TASK GOAL ▸ Below this sentence is a listing; return exactly its lines from the one with "a zero allocation." to the one with "mod system;", both kept, and nothing more.
________________________
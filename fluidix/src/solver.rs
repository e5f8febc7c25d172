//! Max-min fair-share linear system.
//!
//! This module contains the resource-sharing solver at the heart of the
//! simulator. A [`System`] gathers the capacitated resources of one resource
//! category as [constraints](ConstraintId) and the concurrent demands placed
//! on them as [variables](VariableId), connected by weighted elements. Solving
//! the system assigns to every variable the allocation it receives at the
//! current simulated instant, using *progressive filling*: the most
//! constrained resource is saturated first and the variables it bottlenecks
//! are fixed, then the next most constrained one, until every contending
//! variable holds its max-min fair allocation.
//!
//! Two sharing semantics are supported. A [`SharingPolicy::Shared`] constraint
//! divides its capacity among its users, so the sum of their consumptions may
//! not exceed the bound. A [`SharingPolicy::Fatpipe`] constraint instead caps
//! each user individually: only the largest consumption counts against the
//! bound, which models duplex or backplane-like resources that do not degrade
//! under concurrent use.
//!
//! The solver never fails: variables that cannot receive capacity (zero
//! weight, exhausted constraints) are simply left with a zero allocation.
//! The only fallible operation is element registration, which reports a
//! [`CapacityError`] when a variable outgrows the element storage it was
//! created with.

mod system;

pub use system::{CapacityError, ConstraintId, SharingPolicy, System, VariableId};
________________________
YOUR SOLUTION ▸
//! weight, exhausted constraints) are simply left with a zero allocation.
//! The only fallible operation is element registration, which reports a
//! [`CapacityError`] when a variable outgrows the element storage it was
//! created with.

mod system;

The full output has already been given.